Ok, I got my 4 coats done. Came out much better than I expected, very pleased. I waited about 8-12 hours between coats, with a dehumidifier running at the bottom of the stairs a lot of the time.

Now I have to paint the risers. The treads are already white, but I'll repaint on top to match. As far as the bare pine treads...what's the best method? They are pretty knotty. I planned on using oil-based primer, 1-2 coats, then 1-2 coats of paint...all from Sherwin Williams. Thoughts?

Thanks!


----------



## secutanudu (Mar 15, 2009)

Here's how they came out...I went with a shellac-based primer and it worked great.


----------



## LidoGirl (Oct 21, 2011)

Did you use a wood conditioner? Also, how many coats of stain did you apply? What color stain did you go with? How are they holding up? HOw did you time it so you could use the stairs also? Thanks, I'm tackling this same project this weekend, worried about how well the pine stairs are going to take stain.

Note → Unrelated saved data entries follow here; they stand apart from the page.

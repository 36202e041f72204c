//! Approval repository: persists approve, reject and override transitions.
//!
//! Every transition runs in one database transaction:
//! 1. Read the expense, its history, the company's users and policies
//! 2. Compute the transition in the routing engine
//! 3. Append the history entry
//! 4. Update the expense only if it is still pending at the version read
//!
//! If step 4 matches no row another actor got there first; the transaction
//! is dropped, which rolls the history entry back as well.

use reimburse_core::approval::{
    Actor, ApprovalDecision, ApprovalEngine, ApprovalError, Expense, RoutingOutcome, Transition,
};
use reimburse_shared::ManagerFlagLocation;
use reimburse_shared::types::UserId;
use sea_orm::{
    ActiveModelTrait, ColumnTrait, DatabaseConnection, DatabaseTransaction, EntityTrait,
    QueryFilter, Set, TransactionTrait,
};
use tracing::{error, info, warn};
use uuid::Uuid;

use crate::entities::{expenses, sea_orm_active_enums::ExpenseStatus};

use super::error::RepositoryError;
use super::mapping::{core_status_to_db, expense_from_model, history_active_model};
use super::routing::{load_directory, load_ledger, load_policies};

/// Approval repository.
#[derive(Debug, Clone)]
pub struct ApprovalRepository {
    db: DatabaseConnection,
    manager_flag: ManagerFlagLocation,
}

impl ApprovalRepository {
    /// Creates a new approval repository.
    #[must_use]
    pub fn new(db: DatabaseConnection) -> Self {
        Self {
            db,
            manager_flag: ManagerFlagLocation::default(),
        }
    }

    /// Sets whose flag gates routing to the submitter's manager.
    #[must_use]
    pub const fn with_manager_flag(mut self, manager_flag: ManagerFlagLocation) -> Self {
        self.manager_flag = manager_flag;
        self
    }

    /// Applies the current approver's decision.
    ///
    /// # Errors
    ///
    /// Returns `InvalidApprovalTarget` when the expense is missing, in another
    /// company, not pending, not assigned to `actor`, or was changed
    /// concurrently.
    pub async fn act(
        &self,
        actor: &Actor,
        expense_id: Uuid,
        decision: ApprovalDecision,
        comments: Option<String>,
    ) -> Result<Expense, RepositoryError> {
        let txn = self.db.begin().await?;
        let expense = find_target(&txn, actor, expense_id).await?;

        let mut ledger = load_ledger(&txn, expense_id).await?;
        let directory = load_directory(&txn, actor.company_id.into_inner()).await?;
        let policies = load_policies(&txn, actor.company_id.into_inner()).await?;

        let transition = ApprovalEngine::new(&policies, &directory)
            .with_manager_flag(self.manager_flag)
            .act(&expense, actor, decision, &mut ledger, comments)?;

        persist(txn, expense, &transition).await
    }

    /// Forces a pending expense to approved or rejected. Admins only.
    ///
    /// # Errors
    ///
    /// Returns `Forbidden` for non-admins and `InvalidApprovalTarget` when the
    /// expense is missing, in another company, or no longer pending.
    pub async fn override_decision(
        &self,
        actor: &Actor,
        expense_id: Uuid,
        decision: ApprovalDecision,
        comments: Option<&str>,
    ) -> Result<Expense, RepositoryError> {
        ApprovalEngine::ensure_can_override(actor)?;

        let txn = self.db.begin().await?;
        let expense = find_target(&txn, actor, expense_id).await?;

        let mut ledger = load_ledger(&txn, expense_id).await?;
        let directory = load_directory(&txn, actor.company_id.into_inner()).await?;
        let policies = load_policies(&txn, actor.company_id.into_inner()).await?;

        let transition = ApprovalEngine::new(&policies, &directory)
            .override_decision(&expense, actor, decision, &mut ledger, comments)?;

        persist(txn, expense, &transition).await
    }
}

/// Expense in the actor's company; anything else is reported as an invalid
/// target so callers cannot probe for other companies' expenses.
async fn find_target(
    txn: &DatabaseTransaction,
    actor: &Actor,
    expense_id: Uuid,
) -> Result<Expense, RepositoryError> {
    let row = expenses::Entity::find_by_id(expense_id)
        .filter(expenses::Column::CompanyId.eq(actor.company_id.into_inner()))
        .one(txn)
        .await?
        .ok_or(ApprovalError::InvalidApprovalTarget)?;
    expense_from_model(row)
}

async fn persist(
    txn: DatabaseTransaction,
    mut expense: Expense,
    transition: &Transition,
) -> Result<Expense, RepositoryError> {
    let read_version = expense.version;

    if let Some(entry) = &transition.history {
        history_active_model(entry).insert(&txn).await?;
    }

    transition.apply(&mut expense);
    let changes = expenses::ActiveModel {
        status: Set(core_status_to_db(expense.status)),
        current_approver_id: Set(expense.current_approver_id.map(UserId::into_inner)),
        approval_step: Set(expense.approval_step),
        version: Set(expense.version),
        updated_at: Set(expense.updated_at.into()),
        ..Default::default()
    };

    let result = expenses::Entity::update_many()
        .set(changes)
        .filter(expenses::Column::Id.eq(expense.id.into_inner()))
        .filter(expenses::Column::Version.eq(read_version))
        .filter(expenses::Column::Status.eq(ExpenseStatus::Pending))
        .exec(&txn)
        .await?;

    if result.rows_affected == 0 {
        warn!(
            expense_id = %expense.id,
            version = read_version,
            "Expense changed concurrently; transition discarded"
        );
        return Err(ApprovalError::InvalidApprovalTarget.into());
    }

    txn.commit().await.map_err(|e| {
        error!(expense_id = %expense.id, error = %e, "Failed to commit approval transition");
        e
    })?;

    log_transition(&expense, transition);
    Ok(expense)
}

fn log_transition(expense: &Expense, transition: &Transition) {
    if let RoutingOutcome::StaleApprover { approver_id } = transition.outcome {
        warn!(
            expense_id = %expense.id,
            approver_id = %approver_id,
            "Next approver no longer exists; expense auto-approved"
        );
    }
    info!(
        expense_id = %expense.id,
        status = expense.status.as_str(),
        step = expense.approval_step,
        outcome = ?transition.outcome,
        "Approval transition applied"
    );
}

This post is a few months old, taking a chance you'll see it. 

Jen


----------



## secutanudu (Mar 15, 2009)

Hey Jen, yep I'm still here 

The stairs are holding up great. Here is the procedure I used:

-Sand everything first (treads & risers)
-Used stainable wood filler on any deep gouges or scratches I couldn't sand out
-Working from the top, about 3 steps at a time (or ho many you can reach), I used a tack cloth on each tread, then applied a coat of *minwax wood conditioner*
-I waited 15-20 minutes (according to the directions on the conditioner can)
-Applied a coat of stain
*I used DuraSeal (pro version of minwax) stain - Colonial Maple color. It matches my non-stained red oak floors enough to not be too noticeable.
-I let the stain soak on the surfaces for 10 minutes or so, then wiped the excess
-I then repeated this process (staining) on the same 3 steps, applying a second coat of stain, wait 10 minutes, wipe off excess
-Then do the same thing on the next 3 steps (tack cloth, stain, wait 10 min, wipe off excess, then stain them all a second time)
-I let the stain dry 24 hours.

Next day(s) - poly
(I bought a good 2.5" or 3" angled brush made for oil-based finishes)
-Again, starting from the top, 3 steps at a time
-I used a tack cloth on each step, then painted on a light coat of poly
*I used Fabulon "Super Satin floor finish (they sell it at wood flooring suppliers, not HD/Lowes). I decided to go with satin instead of semi-gloss to make the steps less slippery, no idea if this was actually necessary).
-Worked my way down and followed the same procedure (tack cloth then poly)
-Wait 24 hours
-very light sanding with 220 grit sponge
-tack cloth
-apply a second coat

I applied 4 coats of poly. It's not officially "safe" to walk on until 24 hours, but I found that after about 10 hours it's pretty much fine to walk on in socks. I actually cheated and did 2 coats in one day about 12 hours apart. Leaving a dehumidier near the stairs probably didn't hurt either.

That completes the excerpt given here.